**WHAT THE TASK ASKS:**
Please state how many lines in the records that follow include "Instant", with no other output.

[[ RECORD SET, beginning ]]

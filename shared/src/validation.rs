use std::sync::LazyLock;

use regex::Regex;
use serde::{Deserialize, Serialize};

use crate::ValidationError;

static DNI_PATTERN: LazyLock<Regex> =
    LazyLock::new(|| Regex::new(r"^[0-9]{8}$").expect("valid DNI pattern"));
static PHONE_PATTERN: LazyLock<Regex> =
    LazyLock::new(|| Regex::new(r"^[0-9]{9}$").expect("valid phone pattern"));

pub fn validate_phone(phone: &str) -> Result<(), ValidationError> {
    if PHONE_PATTERN.is_match(phone) {
        Ok(())
    } else {
        Err(ValidationError::Phone)
    }
}

pub fn validate_email(email: &str) -> Result<(), ValidationError> {
    if email.contains('@') {
        Ok(())
    } else {
        Err(ValidationError::Email)
    }
}

pub fn validate_dni(dni: &str) -> Result<(), ValidationError> {
    if DNI_PATTERN.is_match(dni) {
        Ok(())
    } else {
        Err(ValidationError::Dni)
    }
}

/// Keeps only the digits of a phone number as typed, e.g. "987 654 321".
pub fn normalize_phone(raw: &str) -> String {
    raw.chars().filter(|c| c.is_ascii_digit()).collect()
}

/// Customer data entered at checkout.
#[derive(Debug, Clone, Default, PartialEq, Serialize, Deserialize)]
pub struct CustomerForm {
    pub full_name: String,
    pub dni: String,
    pub email: String,
    pub phone: String,
    pub address: String,
}

impl CustomerForm {
    /// Trims every field and strips separators from the phone number.
    pub fn normalized(&self) -> CustomerForm {
        CustomerForm {
            full_name: self.full_name.trim().to_string(),
            dni: self.dni.trim().to_string(),
            email: self.email.trim().to_string(),
            phone: normalize_phone(&self.phone),
            address: self.address.trim().to_string(),
        }
    }

    /// Returns the first failing field, phone and email first.
    pub fn validate(&self) -> Result<(), ValidationError> {
        validate_phone(&self.phone)?;
        validate_email(&self.email)?;
        validate_dni(&self.dni)?;
        if self.full_name.trim().is_empty() {
            return Err(ValidationError::FullName);
        }
        if self.address.trim().is_empty() {
            return Err(ValidationError::Address);
        }
        Ok(())
    }
}

#[cfg(test)]
mod tests {
    use super::*;

    fn form() -> CustomerForm {
        CustomerForm {
            full_name: "Rosa Quispe Mamani".to_string(),
            dni: "45781236".to_string(),
            email: "rosa@example.pe".to_string(),
            phone: "987654321".to_string(),
            address: "Av. Arequipa 1234, Lima".to_string(),
        }
    }

    #[test]
    fn phone_must_be_exactly_nine_digits() {
        assert!(validate_phone("987654321").is_ok());
        for bad in ["", "98765432", "9876543210", "98765432a", "+51987654", "９８７６５４３２１"] {
            assert_eq!(validate_phone(bad), Err(ValidationError::Phone), "{bad}");
        }
    }

    #[test]
    fn email_only_needs_an_at_sign() {
        assert!(validate_email("a@b").is_ok());
        assert!(validate_email("@").is_ok());
        assert_eq!(validate_email("rosa.example.pe"), Err(ValidationError::Email));
    }

    #[test]
    fn dni_must_be_exactly_eight_digits() {
        assert!(validate_dni("00000001").is_ok());
        for bad in ["", "1234567", "123456789", "1234567X", " 2345678"] {
            assert_eq!(validate_dni(bad), Err(ValidationError::Dni), "{bad}");
        }
    }

    #[test]
    fn form_reports_phone_before_email() {
        let mut form = form();
        form.phone = "123".to_string();
        form.email = "nope".to_string();
        assert_eq!(form.validate(), Err(ValidationError::Phone));

        form.phone = "987654321".to_string();
        assert_eq!(form.validate(), Err(ValidationError::Email));
    }

    #[test]
    fn form_requires_name_and_address() {
        let mut blank_name = form();
        blank_name.full_name = "   ".to_string();
        assert_eq!(blank_name.validate(), Err(ValidationError::FullName));

        let mut blank_address = form();
        blank_address.address = String::new();
        assert_eq!(blank_address.validate(), Err(ValidationError::Address));

        assert!(form().validate().is_ok());
    }

    #[test]
    fn normalized_strips_phone_separators() {
        let mut raw = form();
        raw.phone = "987 654-321".to_string();
        raw.dni = " 45781236 ".to_string();
        let normalized = raw.normalized();
        assert_eq!(normalized.phone, "987654321");
        assert_eq!(normalized.dni, "45781236");
        assert!(normalized.validate().is_ok());
    }
}
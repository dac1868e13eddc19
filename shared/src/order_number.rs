use chrono::{DateTime, Utc};
use rand::Rng;

const PREFIX: &str = "SUCAMEC";
const SUFFIX_LEN: usize = 5;
const BASE36: &[u8] = b"0123456789ABCDEFGHIJKLMNOPQRSTUVWXYZ";

/// Builds a customer-facing order number: `SUCAMEC-<unix millis>-<5 base36 chars>`.
pub fn generate_order_number<R: Rng + ?Sized>(now: DateTime<Utc>, rng: &mut R) -> String {
    let suffix: String = (0..SUFFIX_LEN)
        .map(|_| BASE36[rng.gen_range(0..BASE36.len())] as char)
        .collect();
    format!("{}-{}-{}", PREFIX, now.timestamp_millis(), suffix)
}

pub fn new_order_number() -> String {
    generate_order_number(Utc::now(), &mut rand::thread_rng())
}

#[cfg(test)]
mod tests {
    use super::*;
    use chrono::TimeZone;
    use rand::rngs::StdRng;
    use rand::SeedableRng;

    #[test]
    fn order_number_has_timestamp_and_uppercase_suffix() {
        let now = Utc.timestamp_millis_opt(1_717_171_717_171).unwrap();
        let number = generate_order_number(now, &mut StdRng::seed_from_u64(7));

        let parts: Vec<&str> = number.split('-').collect();
        assert_eq!(parts.len(), 3);
        assert_eq!(parts[0], "SUCAMEC");
        assert_eq!(parts[1], "1717171717171");
        assert_eq!(parts[2].len(), 5);
        assert!(parts[2]
            .chars()
            .all(|c| c.is_ascii_digit() || c.is_ascii_uppercase()));
    }

    #[test]
    fn seeded_generators_are_reproducible() {
        let now = Utc::now();
        let a = generate_order_number(now, &mut StdRng::seed_from_u64(42));
        let b = generate_order_number(now, &mut StdRng::seed_from_u64(42));
        assert_eq!(a, b);
    }
}
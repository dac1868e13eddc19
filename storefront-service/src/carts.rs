use std::collections::HashMap;
use std::sync::Arc;
use std::time::{Duration, Instant};

use shared::cart::{Cart, CartAction};
use tokio::sync::RwLock;
use tracing::debug;
use uuid::Uuid;

pub const DEFAULT_IDLE_TTL: Duration = Duration::from_secs(60 * 60);
pub const DEFAULT_MAX_CARTS: usize = 10_000;

struct CartEntry {
    cart: Cart,
    touched: Instant,
}

impl CartEntry {
    fn new(cart: Cart) -> Self {
        CartEntry {
            cart,
            touched: Instant::now(),
        }
    }
}

/// Shopping carts keyed by cart id. Carts live only as long as the process.
///
/// A cart idle for longer than `idle_ttl` is gone, and once `max_carts` are
/// held the least recently used one makes room for a new cart.
#[derive(Clone)]
pub struct CartSessions {
    carts: Arc<RwLock<HashMap<Uuid, CartEntry>>>,
    idle_ttl: Duration,
    max_carts: usize,
}

impl Default for CartSessions {
    fn default() -> Self {
        Self::with_limits(DEFAULT_IDLE_TTL, DEFAULT_MAX_CARTS)
    }
}

impl CartSessions {
    pub fn with_limits(idle_ttl: Duration, max_carts: usize) -> Self {
        CartSessions {
            carts: Arc::new(RwLock::new(HashMap::new())),
            idle_ttl,
            max_carts: max_carts.max(1),
        }
    }

    fn expired(&self, entry: &CartEntry) -> bool {
        entry.touched.elapsed() >= self.idle_ttl
    }

    pub async fn create(&self) -> Uuid {
        let mut carts = self.carts.write().await;

        let before = carts.len();
        carts.retain(|_, entry| !self.expired(entry));
        if carts.len() < before {
            debug!("Evicted {} idle carts", before - carts.len());
        }
        while carts.len() >= self.max_carts {
            let oldest = carts
                .iter()
                .min_by_key(|(_, entry)| entry.touched)
                .map(|(id, _)| *id);
            match oldest {
                Some(id) => {
                    carts.remove(&id);
                    debug!("Evicted cart {} to stay under {} carts", id, self.max_carts);
                }
                None => break,
            }
        }

        let id = Uuid::new_v4();
        carts.insert(id, CartEntry::new(Cart::default()));
        id
    }

    /// Returns a live cart and marks it as used.
    pub async fn get(&self, id: Uuid) -> Option<Cart> {
        let mut carts = self.carts.write().await;
        let entry = self.live(&mut carts, id)?;
        entry.touched = Instant::now();
        Some(entry.cart.clone())
    }

    /// Runs `action` through the cart reducer and returns the new state.
    pub async fn apply(&self, id: Uuid, action: CartAction) -> Option<Cart> {
        let mut carts = self.carts.write().await;
        let entry = self.live(&mut carts, id)?;
        entry.cart = std::mem::take(&mut entry.cart).reduce(action);
        entry.touched = Instant::now();
        Some(entry.cart.clone())
    }

    /// Removes the cart so that only one checkout can hold it.
    pub async fn take(&self, id: Uuid) -> Option<Cart> {
        let mut carts = self.carts.write().await;
        self.live(&mut carts, id)?;
        carts.remove(&id).map(|entry| entry.cart)
    }

    /// Puts back a cart whose checkout failed.
    pub async fn restore(&self, id: Uuid, cart: Cart) {
        self.carts.write().await.insert(id, CartEntry::new(cart));
    }

    fn live<'a>(
        &self,
        carts: &'a mut HashMap<Uuid, CartEntry>,
        id: Uuid,
    ) -> Option<&'a mut CartEntry> {
        if carts.get(&id).is_some_and(|entry| self.expired(entry)) {
            carts.remove(&id);
            debug!("Cart {} expired", id);
            return None;
        }
        carts.get_mut(&id)
    }
}

#[cfg(test)]
mod tests {
    use super::*;
    use shared::seed::weapon_fixture;

    #[tokio::test]
    async fn apply_reduces_the_stored_cart() {
        let sessions = CartSessions::default();
        let id = sessions.create().await;
        let weapon = weapon_fixture("Glock 17", "2850.00", 3);

        let cart = sessions
            .apply(id, CartAction::Add { weapon: weapon.clone(), quantity: 5 })
            .await
            .unwrap();
        assert_eq!(cart.quantity_of(weapon.id), Some(3));

        sessions.apply(id, CartAction::Clear).await.unwrap();
        assert!(sessions.get(id).await.unwrap().is_empty());
    }

    #[tokio::test]
    async fn unknown_cart_is_none() {
        let sessions = CartSessions::default();
        assert!(sessions.get(Uuid::new_v4()).await.is_none());
        assert!(sessions
            .apply(Uuid::new_v4(), CartAction::Clear)
            .await
            .is_none());
        assert!(sessions.take(Uuid::new_v4()).await.is_none());
    }

    #[tokio::test]
    async fn idle_carts_expire() {
        let sessions = CartSessions::with_limits(Duration::ZERO, 10);
        let id = sessions.create().await;
        assert!(sessions.get(id).await.is_none());
        assert!(sessions.apply(id, CartAction::Clear).await.is_none());
        assert!(sessions.carts.read().await.is_empty());
    }

    #[tokio::test]
    async fn full_sessions_drop_the_least_recently_used_cart() {
        let sessions = CartSessions::with_limits(DEFAULT_IDLE_TTL, 2);
        let first = sessions.create().await;
        tokio::time::sleep(Duration::from_millis(5)).await;
        let second = sessions.create().await;
        tokio::time::sleep(Duration::from_millis(5)).await;
        sessions.get(first).await.unwrap();
        tokio::time::sleep(Duration::from_millis(5)).await;

        let third = sessions.create().await;
        assert_eq!(sessions.carts.read().await.len(), 2);
        assert!(sessions.get(first).await.is_some());
        assert!(sessions.get(second).await.is_none());
        assert!(sessions.get(third).await.is_some());
    }

    #[tokio::test]
    async fn taken_cart_is_gone_until_restored() {
        let sessions = CartSessions::default();
        let id = sessions.create().await;
        let weapon = weapon_fixture("Beretta 92FS", "3200.00", 4);
        sessions
            .apply(id, CartAction::Add { weapon: weapon.clone(), quantity: 2 })
            .await
            .unwrap();

        let cart = sessions.take(id).await.unwrap();
        assert!(sessions.take(id).await.is_none());
        assert!(sessions.get(id).await.is_none());

        sessions.restore(id, cart).await;
        assert_eq!(sessions.get(id).await.unwrap().quantity_of(weapon.id), Some(2));
    }
}
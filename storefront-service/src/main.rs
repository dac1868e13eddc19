mod api;
mod carts;
mod checkout;
mod tracking;

use std::sync::Arc;
use std::time::Duration;

use anyhow::Result;
use clap::Parser;
use shared::pg::{run_migrations, PgStore};
use tracing::info;

#[derive(Parser)]
#[command(name = "storefront-service")]
struct Args {
    #[arg(long, env = "DATABASE_URL")]
    database_url: String,

    #[arg(long, env = "PORT", default_value = "3001")]
    port: u16,

    /// Skip the embedded migrations, e.g. when the schema is managed elsewhere.
    #[arg(long)]
    skip_migrations: bool,

    /// Minutes a cart may sit unused before it is dropped.
    #[arg(long, env = "CART_IDLE_MINUTES", default_value = "60")]
    cart_idle_minutes: u64,

    /// Carts held at once; the least recently used goes first.
    #[arg(long, env = "MAX_CARTS", default_value = "10000")]
    max_carts: usize,
}

#[tokio::main]
async fn main() -> Result<()> {
    tracing_subscriber::fmt()
        .with_env_filter(tracing_subscriber::EnvFilter::from_default_env())
        .init();
    let args = Args::parse();

    if args.skip_migrations {
        info!("Skipping database migrations");
    } else {
        info!("Running database migrations...");
        run_migrations(&args.database_url)?;
        info!("Migrations completed successfully");
    }

    let store = PgStore::connect(&args.database_url).await?;

    let app_state = api::AppState {
        store: Arc::new(store),
        carts: carts::CartSessions::with_limits(
            Duration::from_secs(args.cart_idle_minutes.saturating_mul(60)),
            args.max_carts,
        ),
    };

    let app = api::create_router(app_state);
    let listener = tokio::net::TcpListener::bind(format!("0.0.0.0:{}", args.port)).await?;

    info!("Storefront service started on port {}", args.port);

    axum::serve(listener, app).await?;

    Ok(())
}
use std::collections::HashMap;
use std::sync::Arc;

use async_trait::async_trait;
use uuid::Uuid;

use crate::checkout::NewOrderRequest;
use crate::{
    AdminCredentials, Customer, Order, OrderAggregate, OrderDocument, OrderItem, OrderLine,
    OrderValidation, StoreError, ValidationEvent, Weapon, WeaponCategory,
};

/// Data access shared by the storefront and the back office.
///
/// Ordered listings are newest first for orders and alphabetical for the
/// catalog. `place_order` and `record_validation` are atomic.
#[async_trait]
pub trait Store: Send + Sync {
    async fn list_categories(&self) -> Result<Vec<WeaponCategory>, StoreError>;

    async fn list_weapons(&self, category_id: Option<Uuid>) -> Result<Vec<Weapon>, StoreError>;

    async fn get_weapon(&self, id: Uuid) -> Result<Option<Weapon>, StoreError>;

    async fn weapons_by_ids(&self, ids: &[Uuid]) -> Result<Vec<Weapon>, StoreError>;

    async fn find_customer_by_dni(&self, dni: &str) -> Result<Option<Customer>, StoreError>;

    async fn orders_by_number(&self, order_number: &str) -> Result<Vec<Order>, StoreError>;

    async fn orders_by_customer(&self, customer_id: Uuid) -> Result<Vec<Order>, StoreError>;

    async fn order_lines(&self, order_id: Uuid) -> Result<Vec<OrderLine>, StoreError>;

    /// Upserts the customer by DNI and inserts the order with its items and
    /// documents. Stock is re-checked inside the same transaction.
    async fn place_order(&self, request: NewOrderRequest) -> Result<Order, StoreError>;

    async fn find_admin(&self, username: &str) -> Result<Option<AdminCredentials>, StoreError>;

    /// Creates the account unless the username is taken. Returns whether a
    /// row was inserted; existing accounts are left untouched.
    async fn ensure_admin(&self, credentials: &AdminCredentials) -> Result<bool, StoreError>;

    async fn list_order_aggregates(&self) -> Result<Vec<OrderAggregate>, StoreError>;

    async fn get_order_aggregate(&self, id: Uuid) -> Result<Option<OrderAggregate>, StoreError>;

    /// Applies a reviewer decision and appends the audit row together.
    async fn record_validation(
        &self,
        order_id: Uuid,
        admin_user_id: Uuid,
        event: ValidationEvent,
        notes: Option<String>,
    ) -> Result<Order, StoreError>;

    async fn list_validations(&self, order_id: Uuid) -> Result<Vec<OrderValidation>, StoreError>;
}

pub type DynStore = Arc<dyn Store>;

/// Joins loaded rows into aggregates, keeping the order of `orders`.
pub(crate) fn assemble_aggregates(
    orders: Vec<Order>,
    customers: Vec<Customer>,
    items: Vec<OrderItem>,
    weapons: Vec<Weapon>,
    documents: Vec<OrderDocument>,
) -> Vec<OrderAggregate> {
    let customers: HashMap<Uuid, Customer> = customers.into_iter().map(|c| (c.id, c)).collect();
    let weapons: HashMap<Uuid, Weapon> = weapons.into_iter().map(|w| (w.id, w)).collect();

    let mut items_by_order: HashMap<Uuid, Vec<OrderLine>> = HashMap::new();
    for item in items {
        let weapon = weapons.get(&item.weapon_id).cloned();
        items_by_order
            .entry(item.order_id)
            .or_default()
            .push(OrderLine { item, weapon });
    }

    let mut documents_by_order: HashMap<Uuid, Vec<OrderDocument>> = HashMap::new();
    for document in documents {
        documents_by_order
            .entry(document.order_id)
            .or_default()
            .push(document);
    }

    orders
        .into_iter()
        .map(|order| OrderAggregate {
            customer: customers.get(&order.customer_id).cloned(),
            order_items: items_by_order.remove(&order.id).unwrap_or_default(),
            order_documents: documents_by_order.remove(&order.id).unwrap_or_default(),
            order,
        })
        .collect()
}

[[ RECORD SET, end ]]

**COMPLETED EXERCISE:**
5